А вот чему удивляться не стоит – и тут в погребальном плаче о погибшем собрате, не обошлось без плаката, уже вошедшего в плоть и кровь работающего на потребу дня поэта: «Увеличь изготовление чернил»…
В 1926 году Маяковский опять закабаляет свой талант. На смену ростовским окнам приходят обычные газеты. Поэт публикуется в «Известиях», «Труде», «Рабочей Москве», «Заре Востока», «Бакинском рабочем» и других печатных изданиях. Ездит по всей стране с выступлениями и опять-таки заграницу – в Париж, Берлин, Прагу. А на следующий год поступает в штат «Комсомольской правды» и принимается за ещё одну поэму, посвящённую ещё одному близящемуся юбилею.
Но при этом не прекращает, как он выражался, «менестрелить», т. е. колесить с выступлениями по городам Союза, собрав при этом уникальную коллекцию – около 20000 записок с вопросами к нему. Задумал даже книгу: «Универсальный ответ», но ограничился написанием одноимённого стихотворения.
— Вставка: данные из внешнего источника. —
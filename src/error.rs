//! Error types for the ARM fluent SDK.
//!
//! This module contains error types used throughout the SDK for configuration
//! and validation errors.
//!
//! # Error Handling
//!
//! All configuration constructors return `Result<T, ConfigError>` to enable
//! fail-fast validation. Error messages are designed to be clear and actionable.
//!
//! # Example
//!
//! ```rust
//! use arm_fluent::{ConfigError, SubscriptionId};
//!
//! let result = SubscriptionId::new("");
//! assert!(matches!(result, Err(ConfigError::EmptySubscriptionId)));
//! ```

use thiserror::Error;

/// Errors that can occur during SDK configuration.
///
/// This enum represents all possible errors that can occur when creating
/// or validating configuration types. Each variant provides a clear,
/// actionable error message.
#[derive(Debug, Error, Clone, PartialEq, Eq)]
pub enum ConfigError {
    /// Subscription id cannot be empty.
    #[error("Subscription id cannot be empty. Please provide the subscription to operate on.")]
    EmptySubscriptionId,

    /// Subscription id contains characters that cannot appear in a path segment.
    #[error("Invalid subscription id '{id}'. Subscription ids cannot contain '/' or whitespace.")]
    InvalidSubscriptionId {
        /// The invalid id that was provided.
        id: String,
    },

    /// API version is invalid.
    #[error("Invalid API version '{version}'. Expected format: 'YYYY-MM-DD' optionally followed by '-preview'.")]
    InvalidApiVersion {
        /// The invalid version string that was provided.
        version: String,
    },

    /// A required field is missing.
    #[error("Missing required field: '{field}'. This field must be set before building the configuration.")]
    MissingRequiredField {
        /// The name of the missing field.
        field: &'static str,
    },

    /// Base URL is invalid.
    #[error("Invalid base URL '{url}'. Please provide a valid URL with scheme (e.g., 'https://management.azure.com').")]
    InvalidBaseUrl {
        /// The invalid URL that was provided.
        url: String,
    },

    /// Region name is invalid.
    #[error("Invalid region '{region}'. Region names are non-empty and contain no whitespace.")]
    InvalidRegion {
        /// The invalid region that was provided.
        region: String,
    },
}

#[cfg(test)]
mod tests {
    use super::*;

    #[test]
    fn test_empty_subscription_error_message() {
        let error = ConfigError::EmptySubscriptionId;
        let message = error.to_string();
        assert!(message.contains("Subscription id cannot be empty"));
    }

    #[test]
    fn test_invalid_base_url_error_message() {
        let error = ConfigError::InvalidBaseUrl {
            url: "not a url".to_string(),
        };
        let message = error.to_string();
        assert!(message.contains("not a url"));
        assert!(message.contains("scheme"));
    }

    #[test]
    fn test_missing_required_field_error_message() {
        let error = ConfigError::MissingRequiredField {
            field: "subscription_id",
        };
        let message = error.to_string();
        assert!(message.contains("subscription_id"));
        assert!(message.contains("must be set"));
    }

    #[test]
    fn test_error_implements_std_error() {
        let error = ConfigError::EmptySubscriptionId;
        let _: &dyn std::error::Error = &error;
    }
}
Десятилетие Октября Маяковский встретил готовою поэмой «Хорошо». Это его поэтическая оценка, подведение первых итогов Революции – без критики и сатиры. Даже нэповская кооперация, даже повальная графомания и всё та же неискоренимая любовь к заседаниям тут находят одобрение поэта.
В последние годы жизни Владимир Владимирович пересмотрел многие из своих ранних поспешных умозаключений. Написал стихотворение «Юбилейное», исполненное любви и почтения к Александру Сергеевичу Пушкину. Когда-то предлагавший сбросить нашего величайшего поэта с «парохода современности», теперь протягивает ему дружескую руку и как бы водворяет на прежнее место: «Ну, давайте, подсажу на пьедестал». А в 1928 году на публичном выступлении объявил амнистию и Рембрандту. Не упорствовал в своих заблуждениях.